Six dentists from the Eastern Regional Health Authority, North Eastern Health Board and South Eastern Health Board commenced their training last October for specialist in orthodontics qualifications. My Department has provided €541,000 in 2002 for specialist in orthodontics training. Furthermore, three dentists from the Western Health Board and North Eastern Health Board are already in specialist training for orthodontics and this brings the total number of dentists in such training to nine. The general objective of these training programmes is to educate dentists to become specialists in orthodontics with a broad academic background and experience in different clinical treatment methods. They are made possible by co-operation between health boards, consultants and dental teaching institutions. Discussions on providing an additional training course to commence in 2002 are also under way.
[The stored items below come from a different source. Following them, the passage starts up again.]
/// Byte link to the reader.
/// The inventory engine owns one of these exclusively; serial ports, pipes
/// and test doubles all plug in here.
pub trait RfidTransport: Send {
    /// Error type for transport operations
    type Error: std::fmt::Debug;

    /// Write a whole request frame
    fn write(&mut self, data: &[u8]) -> Result<usize, Self::Error>;

    /// Read whatever arrived, waiting at most `timeout_ms`; `Ok(0)` means
    /// nothing arrived in time
    fn read(&mut self, buf: &mut [u8], timeout_ms: u32) -> Result<usize, Self::Error>;

    /// Drop bytes received but not yet read
    fn clear_input(&mut self) -> Result<(), Self::Error>;
}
The Moran report also recommended that auxiliaries be employed in the regional orthodontic units. In order to enable the achievement of greater caseloads, the Dental Council will shortly submit to my Department a draft scheme to recognise auxiliary dental workers in orthodontics. This grade – to be known as orthodontic therapist – will act as a support to the consultant orthodontist, specialists and other dentists working in the orthodontic unit thus enabling a greater volume of treatment.
My Department has funded the appointment of a director of specialist training for the Irish Committee for Specialist Training in Dentistry through the postgraduate medical and dental board. The director has taken up duty and will play a pivotal role in assisting the different agencies involved in dental specialist training programmes. In addition, my Department has also funded the recruitment of a professor in orthodontics at Cork University dental school to facilitate the development of an approved training programme leading to specialist qualifications in orthodontics. Capital funding of approximately €1.27 million was also provided to the orthodontics unit there for its refurbishment to an appropriate standard.
In the short-term, I have funded an orthodontic initiative to ease current pressures on the system. Additional funding of €6.729 million was approved for orthodontic services last year of which €4.698 million was to fund an initiative on orthodontic waiting lists. This is enabling health boards to recruit additional staff, develop new treatment facilities and engage the services of private specialist orthodontic practitioners to treat patients. My Department is exploring with boards every possibility to expand the level of services in the short-term such as the use of private specialist orthodontic practitioners and the treatment of patients in out-of-hours sessions by health board orthodontists.
My Department has also funded the development of new regional orthodontic units at Dundalk and Navan – both of which are operational – and the recruitment of a consultant orthodontist for the Midland Health Board who was appointed last year.
The assertion by the author of the proposal submitted by the Deputy that fewer children are being treated now in the orthodontic service than in 1999 is at variance with treatment statistics furnished to my Department by the health boards. The chief executive officers of the health boards have informed me that at the end of the December 2001 quarter, there were 17,295 patients in orthodontic treatment in the health boards. This is an increase of 3,086 patients in orthodontic treatment when compared with the number of patients in treatment in mid-1999. I expect that the number of patients in orthodontic treatment will continue to increase as the measures that I have taken to improve orthodontic services take effect.